== THE PROBLEM ==
The task calls for every line of the data to be repeated exactly.
Start of INFORMATION SHOWN
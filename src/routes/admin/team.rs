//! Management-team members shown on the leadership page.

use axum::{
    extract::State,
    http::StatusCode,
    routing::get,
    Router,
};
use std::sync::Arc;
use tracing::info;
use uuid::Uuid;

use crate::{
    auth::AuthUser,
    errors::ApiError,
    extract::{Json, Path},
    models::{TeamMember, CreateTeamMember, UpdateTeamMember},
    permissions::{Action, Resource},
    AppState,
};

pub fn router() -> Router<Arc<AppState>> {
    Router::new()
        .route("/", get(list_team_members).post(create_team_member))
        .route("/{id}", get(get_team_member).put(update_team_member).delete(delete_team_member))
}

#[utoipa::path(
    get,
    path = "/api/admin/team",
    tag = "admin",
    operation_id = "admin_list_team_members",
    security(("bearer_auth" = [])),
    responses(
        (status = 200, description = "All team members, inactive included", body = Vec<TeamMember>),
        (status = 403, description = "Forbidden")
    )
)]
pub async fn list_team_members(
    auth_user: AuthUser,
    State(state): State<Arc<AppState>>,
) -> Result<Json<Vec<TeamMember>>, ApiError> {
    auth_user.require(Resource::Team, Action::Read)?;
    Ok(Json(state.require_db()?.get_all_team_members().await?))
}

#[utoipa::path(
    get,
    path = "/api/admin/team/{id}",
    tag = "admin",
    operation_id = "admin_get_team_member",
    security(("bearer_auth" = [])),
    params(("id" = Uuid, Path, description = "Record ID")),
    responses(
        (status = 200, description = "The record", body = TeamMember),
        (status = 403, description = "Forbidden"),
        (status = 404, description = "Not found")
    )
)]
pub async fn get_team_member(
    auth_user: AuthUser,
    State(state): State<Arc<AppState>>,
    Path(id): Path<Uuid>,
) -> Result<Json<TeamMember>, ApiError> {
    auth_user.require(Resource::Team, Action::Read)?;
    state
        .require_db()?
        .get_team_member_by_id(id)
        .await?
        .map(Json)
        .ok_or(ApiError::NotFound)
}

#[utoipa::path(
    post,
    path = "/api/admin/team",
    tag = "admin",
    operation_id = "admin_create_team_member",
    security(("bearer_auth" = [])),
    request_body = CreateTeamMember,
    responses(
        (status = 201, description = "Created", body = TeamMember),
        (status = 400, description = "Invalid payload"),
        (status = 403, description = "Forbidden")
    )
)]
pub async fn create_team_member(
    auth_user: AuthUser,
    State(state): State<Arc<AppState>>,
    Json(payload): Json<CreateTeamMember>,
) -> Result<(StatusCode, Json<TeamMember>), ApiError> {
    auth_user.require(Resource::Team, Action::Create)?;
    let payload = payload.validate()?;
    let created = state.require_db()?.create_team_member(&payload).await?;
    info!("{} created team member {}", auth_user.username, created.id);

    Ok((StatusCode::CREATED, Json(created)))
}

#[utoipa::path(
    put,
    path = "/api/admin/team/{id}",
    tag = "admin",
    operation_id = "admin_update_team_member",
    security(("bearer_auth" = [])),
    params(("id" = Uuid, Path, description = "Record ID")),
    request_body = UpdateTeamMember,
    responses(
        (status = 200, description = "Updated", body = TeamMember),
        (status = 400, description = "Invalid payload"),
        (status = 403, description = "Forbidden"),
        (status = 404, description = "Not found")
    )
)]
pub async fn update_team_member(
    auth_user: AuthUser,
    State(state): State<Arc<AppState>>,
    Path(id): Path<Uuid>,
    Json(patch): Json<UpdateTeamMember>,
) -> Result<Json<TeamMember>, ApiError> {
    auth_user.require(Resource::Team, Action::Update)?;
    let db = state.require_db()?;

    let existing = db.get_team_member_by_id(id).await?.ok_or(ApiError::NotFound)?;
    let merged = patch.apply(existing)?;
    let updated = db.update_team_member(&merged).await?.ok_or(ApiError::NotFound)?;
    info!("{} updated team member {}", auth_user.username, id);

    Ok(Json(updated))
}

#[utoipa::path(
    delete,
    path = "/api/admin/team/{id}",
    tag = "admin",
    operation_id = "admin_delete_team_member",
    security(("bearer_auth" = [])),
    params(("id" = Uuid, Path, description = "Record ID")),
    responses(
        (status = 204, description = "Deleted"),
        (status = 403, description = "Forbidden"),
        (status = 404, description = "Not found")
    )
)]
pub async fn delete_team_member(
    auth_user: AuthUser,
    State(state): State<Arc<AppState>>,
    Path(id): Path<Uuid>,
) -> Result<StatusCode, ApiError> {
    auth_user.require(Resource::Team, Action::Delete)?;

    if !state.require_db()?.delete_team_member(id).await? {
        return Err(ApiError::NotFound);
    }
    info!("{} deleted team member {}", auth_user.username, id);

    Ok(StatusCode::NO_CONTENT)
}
End of INFORMATION SHOWN
== ANSWER BELOW ==
filename src/routes/admin/team.rs
//! Management-team members shown on the leadership page.

use axum::{
    extract::State,
    http::StatusCode,
    routing::get,
    Router,
};
use std::sync::Arc;
use tracing::info;
use uuid::Uuid;

use crate::{
    auth::AuthUser,
    errors::ApiError,
    extract::{Json, Path},
    models::{TeamMember, CreateTeamMember, UpdateTeamMember},
    permissions::{Action, Resource},
    AppState,
};

pub fn router() -> Router<Arc<AppState>> {
    Router::new()
        .route("/", get(list_team_members).post(create_team_member))
        .route("/{id}", get(get_team_member).put(update_team_member).delete(delete_team_member))
}

#[utoipa::path(
    get,
    path = "/api/admin/team",
    tag = "admin",
    operation_id = "admin_list_team_members",
    security(("bearer_auth" = [])),
    responses(
        (status = 200, description = "All team members, inactive included", body = Vec<TeamMember>),
        (status = 403, description = "Forbidden")
    )
)]
pub async fn list_team_members(
    auth_user: AuthUser,
    State(state): State<Arc<AppState>>,
) -> Result<Json<Vec<TeamMember>>, ApiError> {
    auth_user.require(Resource::Team, Action::Read)?;
    Ok(Json(state.require_db()?.get_all_team_members().await?))
}

#[utoipa::path(
    get,
    path = "/api/admin/team/{id}",
    tag = "admin",
    operation_id = "admin_get_team_member",
    security(("bearer_auth" = [])),
    params(("id" = Uuid, Path, description = "Record ID")),
    responses(
        (status = 200, description = "The record", body = TeamMember),
        (status = 403, description = "Forbidden"),
        (status = 404, description = "Not found")
    )
)]
pub async fn get_team_member(
    auth_user: AuthUser,
    State(state): State<Arc<AppState>>,
    Path(id): Path<Uuid>,
) -> Result<Json<TeamMember>, ApiError> {
    auth_user.require(Resource::Team, Action::Read)?;
    state
        .require_db()?
        .get_team_member_by_id(id)
        .await?
        .map(Json)
        .ok_or(ApiError::NotFound)
}

#[utoipa::path(
    post,
    path = "/api/admin/team",
    tag = "admin",
    operation_id = "admin_create_team_member",
    security(("bearer_auth" = [])),
    request_body = CreateTeamMember,
    responses(
        (status = 201, description = "Created", body = TeamMember),
        (status = 400, description = "Invalid payload"),
        (status = 403, description = "Forbidden")
    )
)]
pub async fn create_team_member(
    auth_user: AuthUser,
    State(state): State<Arc<AppState>>,
    Json(payload): Json<CreateTeamMember>,
) -> Result<(StatusCode, Json<TeamMember>), ApiError> {
    auth_user.require(Resource::Team, Action::Create)?;
    let payload = payload.validate()?;
    let created = state.require_db()?.create_team_member(&payload).await?;
    info!("{} created team member {}", auth_user.username, created.id);

    Ok((StatusCode::CREATED, Json(created)))
}

#[utoipa::path(
    put,
    path = "/api/admin/team/{id}",
    tag = "admin",
    operation_id = "admin_update_team_member",
    security(("bearer_auth" = [])),
    params(("id" = Uuid, Path, description = "Record ID")),
    request_body = UpdateTeamMember,
    responses(
        (status = 200, description = "Updated", body = TeamMember),
        (status = 400, description = "Invalid payload"),
        (status = 403, description = "Forbidden"),
        (status = 404, description = "Not found")
    )
)]
pub async fn update_team_member(
    auth_user: AuthUser,
    State(state): State<Arc<AppState>>,
    Path(id): Path<Uuid>,
    Json(patch): Json<UpdateTeamMember>,
) -> Result<Json<TeamMember>, ApiError> {
    auth_user.require(Resource::Team, Action::Update)?;
    let db = state.require_db()?;

    let existing = db.get_team_member_by_id(id).await?.ok_or(ApiError::NotFound)?;
    let merged = patch.apply(existing)?;
    let updated = db.update_team_member(&merged).await?.ok_or(ApiError::NotFound)?;
    info!("{} updated team member {}", auth_user.username, id);

    Ok(Json(updated))
}

#[utoipa::path(
    delete,
    path = "/api/admin/team/{id}",
    tag = "admin",
    operation_id = "admin_delete_team_member",
    security(("bearer_auth" = [])),
    params(("id" = Uuid, Path, description = "Record ID")),
    responses(
        (status = 204, description = "Deleted"),
        (status = 403, description = "Forbidden"),
        (status = 404, description = "Not found")
    )
)]
pub async fn delete_team_member(
    auth_user: AuthUser,
    State(state): State<Arc<AppState>>,
    Path(id): Path<Uuid>,
) -> Result<StatusCode, ApiError> {
    auth_user.require(Resource::Team, Action::Delete)?;

    if !state.require_db()?.delete_team_member(id).await? {
        return Err(ApiError::NotFound);
    }
    info!("{} deleted team member {}", auth_user.username, id);

    Ok(StatusCode::NO_CONTENT)
}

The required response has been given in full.